The company, which has more than 300 stores in Australia and New Zealand, said net profit in the six months through December was 264.3 million Australian dollars (US$172.2 million), down from A$330 million a year ago. The result was ahead of market expectations for half-year net profit to be A$238 million, as assessed by FactSet.
Half-year sales fell by 2% to A$5.16 billion, compared to market expectations of A$5.14 billion, according to FactSet. The company said the trading environment became more challenging over the half year as competition rose and there was increased on-floor discounting.
JB Hi-Fi declared an interim dividend of 158 Australian cents per share, compared to 197 Australian cents per share last year.
Half-year comparable sales increased by 0.1% in the retailer’s main Australia business, but gross profit decreased by 3% due to sales and discounting. In New Zealand, comparable sales decreased by 1.2%, though gross profit rose by 8.9%. At its Good Guys home-appliance chain, comparable sales decreased by 9.9%.
The retailer offered a mixed picture for its January trading performance.
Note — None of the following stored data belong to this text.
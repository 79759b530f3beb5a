pub mod auth;
pub mod security;
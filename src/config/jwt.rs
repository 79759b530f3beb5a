use anyhow::Result;
use std::env;

/// Verification settings for the access tokens the auth service issues.
#[derive(Debug, Clone)]
pub struct JwtConfig {
    pub secret: String,
    pub audience: String,
    pub access_token_expiry: u64,  // 1 hour
    pub refresh_token_expiry: u64, // 7 days
}

impl JwtConfig {
    pub fn from_env() -> Result<Self> {
        let secret = env::var("SUPABASE_JWT_SECRET").map_err(|_| {
            anyhow::anyhow!("SUPABASE_JWT_SECRET environment variable must be set")
        })?;

        if secret.len() < 32 {
            return Err(anyhow::anyhow!(
                "SUPABASE_JWT_SECRET must be at least 32 characters"
            ));
        }

        let audience = env::var("SESSION_AUDIENCE")
            .ok()
            .map(|s| s.trim().to_string())
            .filter(|s| !s.is_empty())
            .unwrap_or_else(|| "authenticated".to_string());

        let access_token_expiry = env::var("SESSION_ACCESS_EXPIRATION")
            .ok()
            .and_then(|s| s.parse().ok())
            .unwrap_or(3600);

        let refresh_token_expiry = env::var("SESSION_REFRESH_EXPIRATION")
            .ok()
            .and_then(|s| s.parse().ok())
            .unwrap_or(604800);

        Ok(Self {
            secret,
            audience,
            access_token_expiry,
            refresh_token_expiry,
        })
    }
}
Comparable sales in Australia rose by 1.7%, but declined by 4.1% in New Zealand fell by 2.2% for the Good Guys.
The company posted high profits after the coronavirus pandemic hit as consumers sought out work-from-home gear and entertainment during lockdowns, but some analysts have been worried about the outlook for the consumer-electronics sector amid broader cost-of-living pressures.